Employers are required to register their businesses and to report and pay taxes to EDD for all employees. Unemployment Insurance Code felony violations have a maximum penalty of three years in prison and/or up to $20,000 fine. Failure to secure workers’ compensation insurance has a penalty of up to one year in jail and up to double the amount of the premium owed as a fine payable to the California State Treasury for the Uninsured Employers Fund. The Workers’ Compensation Unit of the District Attorney’s Office investigates and prosecutes cases involving applicant fraud, employer fraud, premium fraud, provider fraud and employers who do not carry workers’ compensation insurance.

Insurance Commissioner Approves WCIRB Regulatory Filing

On August 9, 2013, the WCIRB submitted its January 1, 2014 Regulatory Filing to the California Department of Insurance proposing changes to the Insurance Commissioner’s regulations contained in the California Workers’ Compensation Uniform Statistical Reporting Plan – 1995  (USRP), the California Workers’ Compensation Experience Rating Plan – 1995  (ERP), and the Miscellaneous Regulations for the Recording and Reporting of Data–1995  (Misc. Regs.). The Insurance Commissioner held a public hearing on September 30, 2013 to consider the proposed changes.

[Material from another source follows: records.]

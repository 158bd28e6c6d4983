//! HTTP detection client.
//!
//! POSTs the frame as base64 JSON and parses the service's counts. Non-2xx
//! responses, transport errors and unparseable bodies are all errors.

use anyhow::{anyhow, Context, Result};
use std::io::Read;
use std::time::Duration;

use crate::detect::backend::DetectionClient;
use crate::detect::result::DetectionResult;
use crate::detect::wire::{DetectionPayload, DetectionRequest};
use crate::frame::EncodedFrame;

/// Response bodies larger than this are rejected.
const MAX_RESPONSE_BYTES: u64 = 32 * 1024 * 1024;

#[derive(Clone, Debug)]
pub struct HttpDetectionConfig {
    /// Detection endpoint, e.g. "http://127.0.0.1:5001/detect".
    pub endpoint: String,
    pub timeout: Duration,
}

impl Default for HttpDetectionConfig {
    fn default() -> Self {
        Self {
            endpoint: "http://127.0.0.1:5001/detect".to_string(),
            timeout: Duration::from_secs(10),
        }
    }
}

pub struct HttpDetectionClient {
    config: HttpDetectionConfig,
    agent: ureq::Agent,
}

impl HttpDetectionClient {
    pub fn new(config: HttpDetectionConfig) -> Result<Self> {
        let url = url::Url::parse(&config.endpoint).context("parse detection endpoint")?;
        if !matches!(url.scheme(), "http" | "https") {
            return Err(anyhow!(
                "detection endpoint must be http(s), got '{}'",
                url.scheme()
            ));
        }
        let agent = ureq::AgentBuilder::new().timeout(config.timeout).build();
        Ok(Self { config, agent })
    }
}

impl DetectionClient for HttpDetectionClient {
    fn name(&self) -> &str {
        &self.config.endpoint
    }

    fn detect(&mut self, frame: &EncodedFrame) -> Result<DetectionResult> {
        let request = DetectionRequest::from_frame(frame);
        let response = match self.agent.post(&self.config.endpoint).send_json(&request) {
            Ok(response) => response,
            Err(ureq::Error::Status(code, response)) => {
                let body = response.into_string().unwrap_or_default();
                return Err(anyhow!(
                    "detection service returned status {}: {}",
                    code,
                    body.chars().take(200).collect::<String>()
                ));
            }
            Err(e) => {
                return Err(anyhow::Error::new(e)
                    .context(format!("post frame to {}", self.config.endpoint)))
            }
        };
        let mut body = String::new();
        response
            .into_reader()
            .take(MAX_RESPONSE_BYTES + 1)
            .read_to_string(&mut body)
            .context("read detection response")?;
        if body.len() as u64 > MAX_RESPONSE_BYTES {
            return Err(anyhow!(
                "detection response exceeds {} bytes",
                MAX_RESPONSE_BYTES
            ));
        }
        Ok(DetectionPayload::parse(&body)?.into_result())
    }
}
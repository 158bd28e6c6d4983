use serde::Serialize;

/// Location reported when the service does not name one.
pub const UNKNOWN_LOCATION: &str = "unknown";

/// Structured counts returned by the detection service for one frame.
///
/// Every field has a zero/unknown default so a sparse service answer still
/// classifies cleanly.
#[derive(Clone, Debug, PartialEq, Serialize)]
pub struct DetectionResult {
    pub fire_count: u32,
    pub smoke_count: u32,
    /// Crowd density in [0, 1].
    pub crowd_density: f64,
    pub location: String,
    /// Free-form label the service attached to its answer, if any.
    #[serde(skip_serializing_if = "Option::is_none")]
    pub service_label: Option<String>,
    /// Annotated JPEG returned by the service. Not serialized into reports.
    #[serde(skip)]
    pub annotated_image: Option<Vec<u8>>,
}

impl DetectionResult {
    pub fn new(fire_count: u32, smoke_count: u32, crowd_density: f64, location: &str) -> Self {
        Self {
            fire_count,
            smoke_count,
            crowd_density: clamp_density(crowd_density),
            location: location.to_string(),
            service_label: None,
            annotated_image: None,
        }
    }

    pub fn crowd_percent(&self) -> u32 {
        (self.crowd_density * 100.0).round() as u32
    }
}

impl Default for DetectionResult {
    fn default() -> Self {
        Self::new(0, 0, 0.0, UNKNOWN_LOCATION)
    }
}

/// NaN and out-of-range densities collapse into [0, 1].
pub(crate) fn clamp_density(density: f64) -> f64 {
    if density.is_nan() {
        0.0
    } else {
        density.clamp(0.0, 1.0)
    }
}
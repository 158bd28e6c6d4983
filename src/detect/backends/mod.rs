pub mod http;
pub mod stub;

pub use http::{HttpDetectionClient, HttpDetectionConfig};
pub use stub::ScriptedDetector;
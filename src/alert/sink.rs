use anyhow::{anyhow, Result};
use std::sync::{Arc, Mutex};
use std::time::SystemTime;

use crate::classify::AlertCategory;

/// Fire-and-forget notification channel (log, toast, broker, ...).
pub trait NotificationSink: Send {
    fn name(&self) -> &str;

    fn notify(&self, message: &str, category: AlertCategory) -> Result<()>;

    /// Flush pending deliveries and release the channel. Idempotent; later
    /// `notify` calls may fail.
    fn close(&self) {}
}

/// Writes alerts to the log facade.
#[derive(Clone, Copy, Debug, Default)]
pub struct LogSink;

impl NotificationSink for LogSink {
    fn name(&self) -> &str {
        "log"
    }

    fn notify(&self, message: &str, category: AlertCategory) -> Result<()> {
        match category {
            AlertCategory::Fire => log::warn!("[{}] {}", category, message),
            _ => log::info!("[{}] {}", category, message),
        }
        Ok(())
    }
}

#[derive(Clone, Debug, PartialEq)]
pub struct Notification {
    pub message: String,
    pub category: AlertCategory,
    pub sent_at: SystemTime,
}

/// Records notifications in memory. Clones share one buffer.
#[derive(Clone, Debug, Default)]
pub struct MemorySink {
    sent: Arc<Mutex<Vec<Notification>>>,
}

impl MemorySink {
    pub fn new() -> Self {
        Self::default()
    }

    pub fn notifications(&self) -> Vec<Notification> {
        match self.sent.lock() {
            Ok(sent) => sent.clone(),
            Err(poisoned) => poisoned.into_inner().clone(),
        }
    }
}

impl NotificationSink for MemorySink {
    fn name(&self) -> &str {
        "memory"
    }

    fn notify(&self, message: &str, category: AlertCategory) -> Result<()> {
        let mut sent = self
            .sent
            .lock()
            .map_err(|_| anyhow!("memory sink lock poisoned"))?;
        sent.push(Notification {
            message: message.to_string(),
            category,
            sent_at: SystemTime::now(),
        });
        Ok(())
    }
}

/// Delivers to every inner sink; fails if any of them failed.
pub struct FanoutSink {
    sinks: Vec<Box<dyn NotificationSink>>,
}

impl FanoutSink {
    pub fn new(sinks: Vec<Box<dyn NotificationSink>>) -> Self {
        Self { sinks }
    }
}

impl NotificationSink for FanoutSink {
    fn name(&self) -> &str {
        "fanout"
    }

    fn notify(&self, message: &str, category: AlertCategory) -> Result<()> {
        let mut failed = Vec::new();
        for sink in &self.sinks {
            if let Err(e) = sink.notify(message, category) {
                failed.push(format!("{}: {:#}", sink.name(), e));
            }
        }
        if failed.is_empty() {
            Ok(())
        } else {
            Err(anyhow!("notification failed on {}", failed.join("; ")))
        }
    }

    fn close(&self) {
        for sink in &self.sinks {
            sink.close();
        }
    }
}
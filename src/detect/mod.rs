mod backend;
mod backends;
mod result;
mod wire;

pub use backend::DetectionClient;
pub use backends::{HttpDetectionClient, HttpDetectionConfig, ScriptedDetector};
pub use result::{DetectionResult, UNKNOWN_LOCATION};
pub use wire::{DetectionPayload, DetectionRequest};
//! Frame sources.
//!
//! This module provides the sources the scheduler captures stills from:
//! - Synthetic stream (`stub://name`, testing and demos)
//! - HTTP(S) camera snapshot endpoints
//! - Local still image files
//!
//! A source captures the *current* frame of a live stream; it never blocks
//! waiting for a new exposure. `capture()` returns `Ok(None)` when the source
//! is disconnected, which the scheduler treats as a skipped cycle.

pub mod file;
pub mod snapshot;
pub mod stub;

use anyhow::{anyhow, Result};
use url::Url;

use crate::frame::EncodedFrame;

pub use file::FileSource;
pub use snapshot::{SnapshotConfig, SnapshotSource};
pub use stub::{StubConfig, StubSource};

/// A live video source that can hand out its current frame as a still image.
pub trait FrameSource: Send {
    /// Source identifier used in logs.
    fn name(&self) -> &str;

    /// Activate the stream. Calling it on an active source is a no-op.
    fn connect(&mut self) -> Result<()>;

    /// Deactivate the stream. Idempotent.
    fn disconnect(&mut self);

    fn is_active(&self) -> bool;

    /// Capture the current frame, or `None` when no stream is active.
    fn capture(&mut self) -> Result<Option<EncodedFrame>>;
}

/// Open a frame source from a URL-ish string.
///
/// `stub://` selects the synthetic source, `http(s)://` a snapshot endpoint,
/// anything without a scheme is treated as a local file path.
pub fn open_source(location: &str, width: u32, height: u32) -> Result<Box<dyn FrameSource>> {
    if location.trim().is_empty() {
        return Err(anyhow!("frame source location is empty"));
    }
    if let Some(name) = location.strip_prefix("stub://") {
        return Ok(Box::new(StubSource::new(StubConfig {
            name: name.to_string(),
            width,
            height,
        })));
    }
    match Url::parse(location) {
        Ok(url) => match url.scheme() {
            "http" | "https" => Ok(Box::new(SnapshotSource::new(SnapshotConfig {
                url: url.to_string(),
                ..SnapshotConfig::default()
            }))),
            "file" => {
                let path = url
                    .to_file_path()
                    .map_err(|_| anyhow!("invalid file url '{}'", location))?;
                Ok(Box::new(FileSource::new(path)))
            }
            other => Err(anyhow!(
                "unsupported frame source scheme '{}'; expected stub, http(s) or a file path",
                other
            )),
        },
        Err(_) => Ok(Box::new(FileSource::new(location.into()))),
    }
}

On October 17, 2013, the Commissioner issued a Decision approving all of the WCIRB’s proposed changes as filed. Among these changes approved effective January 1, 2014 are:

  • ;Numerous changes to the Standard Classification System contained in Part 3 of the USRP
  • Changes to data reporting requirements to conform to national data reporting specifications
  • Amendments to the audit rules to allow for the use of collective bargaining agreements to validate an employee’s hourly wage rate for dual wage classification assignment purposes
  • Amendments to facilitate the bifurcation of pure premium rate filings and regulatory filings

In addition, the Commissioner approved a number of regulatory changes to be effective on January 1, 2015 including amendments to the USRP pertaining to policy reporting requirements and significant amendments to the ERP limiting the impact on an employer’s experience modification of a single claim incurred during the experience period to 25 points.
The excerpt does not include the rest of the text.